[Collected data entries]
Start of Block

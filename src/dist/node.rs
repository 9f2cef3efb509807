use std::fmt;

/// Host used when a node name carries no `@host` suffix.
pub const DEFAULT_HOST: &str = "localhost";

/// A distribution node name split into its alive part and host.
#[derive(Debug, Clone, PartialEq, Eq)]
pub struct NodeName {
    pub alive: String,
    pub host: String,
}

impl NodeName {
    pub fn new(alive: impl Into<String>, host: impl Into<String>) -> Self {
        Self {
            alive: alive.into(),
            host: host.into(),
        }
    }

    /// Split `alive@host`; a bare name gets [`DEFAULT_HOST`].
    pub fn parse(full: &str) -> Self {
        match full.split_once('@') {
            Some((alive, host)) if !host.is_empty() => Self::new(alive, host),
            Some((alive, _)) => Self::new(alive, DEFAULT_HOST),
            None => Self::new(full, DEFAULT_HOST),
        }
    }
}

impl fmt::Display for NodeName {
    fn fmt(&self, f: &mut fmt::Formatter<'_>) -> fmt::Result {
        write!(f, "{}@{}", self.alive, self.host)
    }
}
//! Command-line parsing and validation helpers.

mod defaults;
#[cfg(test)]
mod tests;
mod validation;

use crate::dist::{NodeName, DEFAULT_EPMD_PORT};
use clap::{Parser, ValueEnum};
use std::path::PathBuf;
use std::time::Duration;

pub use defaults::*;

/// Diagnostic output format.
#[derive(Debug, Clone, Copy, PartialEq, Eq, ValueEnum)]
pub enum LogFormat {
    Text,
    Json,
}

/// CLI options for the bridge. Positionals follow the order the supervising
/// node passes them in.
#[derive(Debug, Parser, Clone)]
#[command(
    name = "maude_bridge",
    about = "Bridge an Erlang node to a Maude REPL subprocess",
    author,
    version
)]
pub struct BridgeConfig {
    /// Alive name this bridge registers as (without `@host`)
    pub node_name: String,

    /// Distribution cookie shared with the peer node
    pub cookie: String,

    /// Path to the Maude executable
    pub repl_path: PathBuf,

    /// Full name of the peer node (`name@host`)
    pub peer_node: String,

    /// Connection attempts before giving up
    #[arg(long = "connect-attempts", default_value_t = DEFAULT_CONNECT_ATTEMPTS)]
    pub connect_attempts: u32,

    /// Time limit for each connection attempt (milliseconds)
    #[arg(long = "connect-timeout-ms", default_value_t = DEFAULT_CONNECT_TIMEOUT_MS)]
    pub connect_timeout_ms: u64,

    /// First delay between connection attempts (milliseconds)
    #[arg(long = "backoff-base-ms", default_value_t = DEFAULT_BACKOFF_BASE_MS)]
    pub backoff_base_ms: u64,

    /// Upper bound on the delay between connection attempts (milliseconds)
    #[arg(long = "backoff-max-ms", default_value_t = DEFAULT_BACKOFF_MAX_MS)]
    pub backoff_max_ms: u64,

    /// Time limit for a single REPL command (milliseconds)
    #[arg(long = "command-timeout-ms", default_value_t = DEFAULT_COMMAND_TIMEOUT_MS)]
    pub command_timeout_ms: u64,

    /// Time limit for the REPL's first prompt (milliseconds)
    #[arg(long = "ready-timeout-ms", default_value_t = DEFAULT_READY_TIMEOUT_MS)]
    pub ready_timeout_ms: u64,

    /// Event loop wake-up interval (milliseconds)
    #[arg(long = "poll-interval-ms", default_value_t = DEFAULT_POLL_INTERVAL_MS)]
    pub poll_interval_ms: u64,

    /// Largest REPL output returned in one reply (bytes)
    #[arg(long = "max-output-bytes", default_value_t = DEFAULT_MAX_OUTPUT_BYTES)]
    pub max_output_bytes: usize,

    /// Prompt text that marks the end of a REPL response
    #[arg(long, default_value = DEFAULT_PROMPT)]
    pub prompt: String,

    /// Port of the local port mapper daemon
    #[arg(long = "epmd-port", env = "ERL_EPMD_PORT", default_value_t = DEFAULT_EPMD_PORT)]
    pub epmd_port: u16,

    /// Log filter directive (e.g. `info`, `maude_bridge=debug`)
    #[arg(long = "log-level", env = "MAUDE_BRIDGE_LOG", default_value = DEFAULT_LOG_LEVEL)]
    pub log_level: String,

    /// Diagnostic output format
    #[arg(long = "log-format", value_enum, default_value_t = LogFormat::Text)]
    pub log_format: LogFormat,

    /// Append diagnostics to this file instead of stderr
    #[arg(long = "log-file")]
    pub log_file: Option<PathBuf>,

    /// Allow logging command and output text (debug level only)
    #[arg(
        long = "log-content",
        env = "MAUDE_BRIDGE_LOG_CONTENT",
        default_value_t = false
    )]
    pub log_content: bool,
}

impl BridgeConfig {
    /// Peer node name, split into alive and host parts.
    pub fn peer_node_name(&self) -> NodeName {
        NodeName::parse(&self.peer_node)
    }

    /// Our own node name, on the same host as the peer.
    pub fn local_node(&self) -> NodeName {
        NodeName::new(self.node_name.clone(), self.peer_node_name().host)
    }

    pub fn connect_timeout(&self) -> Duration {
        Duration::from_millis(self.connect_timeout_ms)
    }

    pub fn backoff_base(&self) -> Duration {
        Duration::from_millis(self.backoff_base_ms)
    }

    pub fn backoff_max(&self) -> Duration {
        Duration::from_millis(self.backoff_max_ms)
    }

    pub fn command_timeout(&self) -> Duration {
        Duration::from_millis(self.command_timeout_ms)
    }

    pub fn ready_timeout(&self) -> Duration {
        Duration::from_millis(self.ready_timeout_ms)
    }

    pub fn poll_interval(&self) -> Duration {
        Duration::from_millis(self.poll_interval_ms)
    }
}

End of Block
Start of Block

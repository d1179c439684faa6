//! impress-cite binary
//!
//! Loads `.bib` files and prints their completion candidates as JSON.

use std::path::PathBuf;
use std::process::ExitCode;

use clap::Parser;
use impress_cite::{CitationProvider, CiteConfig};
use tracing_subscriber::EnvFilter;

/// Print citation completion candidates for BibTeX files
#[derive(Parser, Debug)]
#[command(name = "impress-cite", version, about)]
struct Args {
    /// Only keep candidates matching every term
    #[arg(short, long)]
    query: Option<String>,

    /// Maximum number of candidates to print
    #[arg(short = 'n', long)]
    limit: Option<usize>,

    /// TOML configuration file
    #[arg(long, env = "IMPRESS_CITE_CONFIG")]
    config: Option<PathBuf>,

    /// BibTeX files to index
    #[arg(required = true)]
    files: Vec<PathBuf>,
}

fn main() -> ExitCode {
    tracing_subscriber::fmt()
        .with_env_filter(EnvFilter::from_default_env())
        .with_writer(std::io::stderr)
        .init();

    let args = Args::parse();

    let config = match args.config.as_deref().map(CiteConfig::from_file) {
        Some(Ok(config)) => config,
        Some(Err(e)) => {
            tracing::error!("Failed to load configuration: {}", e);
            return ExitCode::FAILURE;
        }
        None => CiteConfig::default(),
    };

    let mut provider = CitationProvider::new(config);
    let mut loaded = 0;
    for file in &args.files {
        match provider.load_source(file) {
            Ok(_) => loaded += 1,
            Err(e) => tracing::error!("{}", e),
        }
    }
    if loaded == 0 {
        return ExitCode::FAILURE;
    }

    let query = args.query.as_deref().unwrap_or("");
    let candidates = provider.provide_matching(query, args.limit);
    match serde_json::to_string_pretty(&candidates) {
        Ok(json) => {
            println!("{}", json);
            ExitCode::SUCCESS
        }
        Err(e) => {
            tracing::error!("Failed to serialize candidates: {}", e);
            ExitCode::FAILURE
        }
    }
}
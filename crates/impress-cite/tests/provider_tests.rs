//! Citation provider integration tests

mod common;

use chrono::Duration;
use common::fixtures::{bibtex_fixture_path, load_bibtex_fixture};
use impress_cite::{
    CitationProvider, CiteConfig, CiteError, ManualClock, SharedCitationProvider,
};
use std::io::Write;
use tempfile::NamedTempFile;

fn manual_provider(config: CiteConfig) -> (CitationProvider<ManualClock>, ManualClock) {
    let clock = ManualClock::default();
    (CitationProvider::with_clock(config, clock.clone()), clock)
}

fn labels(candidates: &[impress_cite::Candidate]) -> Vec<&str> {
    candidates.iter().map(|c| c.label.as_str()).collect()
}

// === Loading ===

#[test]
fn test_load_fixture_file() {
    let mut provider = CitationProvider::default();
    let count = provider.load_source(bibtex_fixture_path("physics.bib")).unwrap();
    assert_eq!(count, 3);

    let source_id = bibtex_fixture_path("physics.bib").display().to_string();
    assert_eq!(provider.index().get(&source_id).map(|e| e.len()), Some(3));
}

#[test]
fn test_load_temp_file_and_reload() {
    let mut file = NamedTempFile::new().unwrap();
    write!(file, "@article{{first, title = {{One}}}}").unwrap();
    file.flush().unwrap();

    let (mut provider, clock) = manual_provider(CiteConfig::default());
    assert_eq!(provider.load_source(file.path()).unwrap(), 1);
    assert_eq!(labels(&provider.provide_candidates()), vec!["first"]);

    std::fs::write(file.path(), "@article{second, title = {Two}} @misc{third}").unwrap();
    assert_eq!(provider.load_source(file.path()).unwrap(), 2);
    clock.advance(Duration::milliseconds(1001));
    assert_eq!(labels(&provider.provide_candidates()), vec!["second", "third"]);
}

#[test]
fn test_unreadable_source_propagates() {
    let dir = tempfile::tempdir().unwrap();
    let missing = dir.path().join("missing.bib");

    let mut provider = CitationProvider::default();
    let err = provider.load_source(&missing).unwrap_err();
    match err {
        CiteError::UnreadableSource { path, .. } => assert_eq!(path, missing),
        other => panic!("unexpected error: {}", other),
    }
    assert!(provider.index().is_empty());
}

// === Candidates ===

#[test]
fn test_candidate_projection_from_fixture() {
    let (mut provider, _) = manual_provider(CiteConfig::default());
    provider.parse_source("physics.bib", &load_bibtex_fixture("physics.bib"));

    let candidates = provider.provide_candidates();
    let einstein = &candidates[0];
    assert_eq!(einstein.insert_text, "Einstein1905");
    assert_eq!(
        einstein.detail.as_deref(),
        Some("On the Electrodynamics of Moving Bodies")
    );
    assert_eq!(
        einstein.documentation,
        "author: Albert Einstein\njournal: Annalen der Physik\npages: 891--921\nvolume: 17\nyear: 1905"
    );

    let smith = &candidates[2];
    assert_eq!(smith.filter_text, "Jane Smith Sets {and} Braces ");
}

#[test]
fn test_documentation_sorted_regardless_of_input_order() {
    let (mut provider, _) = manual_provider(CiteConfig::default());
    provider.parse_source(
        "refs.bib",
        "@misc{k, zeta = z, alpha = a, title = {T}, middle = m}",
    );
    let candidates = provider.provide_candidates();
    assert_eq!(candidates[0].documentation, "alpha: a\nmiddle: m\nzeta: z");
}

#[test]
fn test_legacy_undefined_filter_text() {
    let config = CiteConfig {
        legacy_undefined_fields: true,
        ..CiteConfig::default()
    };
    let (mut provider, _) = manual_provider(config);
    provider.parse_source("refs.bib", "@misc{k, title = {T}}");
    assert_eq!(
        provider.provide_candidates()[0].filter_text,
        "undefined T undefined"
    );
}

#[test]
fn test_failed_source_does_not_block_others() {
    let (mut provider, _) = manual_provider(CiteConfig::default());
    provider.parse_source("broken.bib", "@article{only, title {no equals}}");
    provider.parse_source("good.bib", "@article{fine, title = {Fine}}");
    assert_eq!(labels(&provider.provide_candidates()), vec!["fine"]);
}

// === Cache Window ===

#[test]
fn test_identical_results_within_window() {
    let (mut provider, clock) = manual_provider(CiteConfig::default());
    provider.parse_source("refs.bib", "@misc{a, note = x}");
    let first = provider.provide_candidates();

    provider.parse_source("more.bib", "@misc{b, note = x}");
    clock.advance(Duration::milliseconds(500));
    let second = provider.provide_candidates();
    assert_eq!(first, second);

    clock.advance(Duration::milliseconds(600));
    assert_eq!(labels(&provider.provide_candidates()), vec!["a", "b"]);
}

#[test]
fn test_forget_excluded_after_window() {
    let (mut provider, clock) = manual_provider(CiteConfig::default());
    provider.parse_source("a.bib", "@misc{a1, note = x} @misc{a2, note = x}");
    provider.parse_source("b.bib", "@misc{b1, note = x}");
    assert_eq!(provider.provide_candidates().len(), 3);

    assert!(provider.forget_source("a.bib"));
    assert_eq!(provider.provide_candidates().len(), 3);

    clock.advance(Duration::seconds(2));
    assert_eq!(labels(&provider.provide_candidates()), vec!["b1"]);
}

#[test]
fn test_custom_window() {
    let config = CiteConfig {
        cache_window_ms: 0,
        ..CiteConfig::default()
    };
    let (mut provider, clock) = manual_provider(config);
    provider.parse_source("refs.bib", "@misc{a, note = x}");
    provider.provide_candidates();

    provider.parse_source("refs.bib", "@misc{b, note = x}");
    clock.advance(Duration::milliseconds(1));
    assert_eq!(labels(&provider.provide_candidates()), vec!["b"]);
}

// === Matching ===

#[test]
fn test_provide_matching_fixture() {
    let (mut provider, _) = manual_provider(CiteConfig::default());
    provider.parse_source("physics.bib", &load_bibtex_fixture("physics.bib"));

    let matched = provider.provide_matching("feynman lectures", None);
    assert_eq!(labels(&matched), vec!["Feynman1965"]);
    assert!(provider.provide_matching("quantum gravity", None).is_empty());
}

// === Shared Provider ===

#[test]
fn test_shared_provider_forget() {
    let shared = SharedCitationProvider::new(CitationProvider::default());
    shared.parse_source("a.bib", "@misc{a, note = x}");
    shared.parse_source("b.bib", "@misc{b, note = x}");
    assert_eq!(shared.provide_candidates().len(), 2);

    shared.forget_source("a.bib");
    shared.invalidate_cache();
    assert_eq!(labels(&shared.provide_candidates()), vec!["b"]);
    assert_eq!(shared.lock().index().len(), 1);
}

End of Block

▸ **Prompt**:
Among the records above, extract exactly the lines from the line with "let (mut provider, _) = manual_provider(config);" to the line with "clock.advance(Duration::milliseconds(600));", both lines included, and leave out the rest.

▸ **Solution**:
    let (mut provider, _) = manual_provider(config);
    provider.parse_source("refs.bib", "@misc{k, title = {T}}");
    assert_eq!(
        provider.provide_candidates()[0].filter_text,
        "undefined T undefined"
    );
}

#[test]
fn test_failed_source_does_not_block_others() {
    let (mut provider, _) = manual_provider(CiteConfig::default());
    provider.parse_source("broken.bib", "@article{only, title {no equals}}");
    provider.parse_source("good.bib", "@article{fine, title = {Fine}}");
    assert_eq!(labels(&provider.provide_candidates()), vec!["fine"]);
}

// === Cache Window ===

#[test]
fn test_identical_results_within_window() {
    let (mut provider, clock) = manual_provider(CiteConfig::default());
    provider.parse_source("refs.bib", "@misc{a, note = x}");
    let first = provider.provide_candidates();

    provider.parse_source("more.bib", "@misc{b, note = x}");
    clock.advance(Duration::milliseconds(500));
    let second = provider.provide_candidates();
    assert_eq!(first, second);

    clock.advance(Duration::milliseconds(600));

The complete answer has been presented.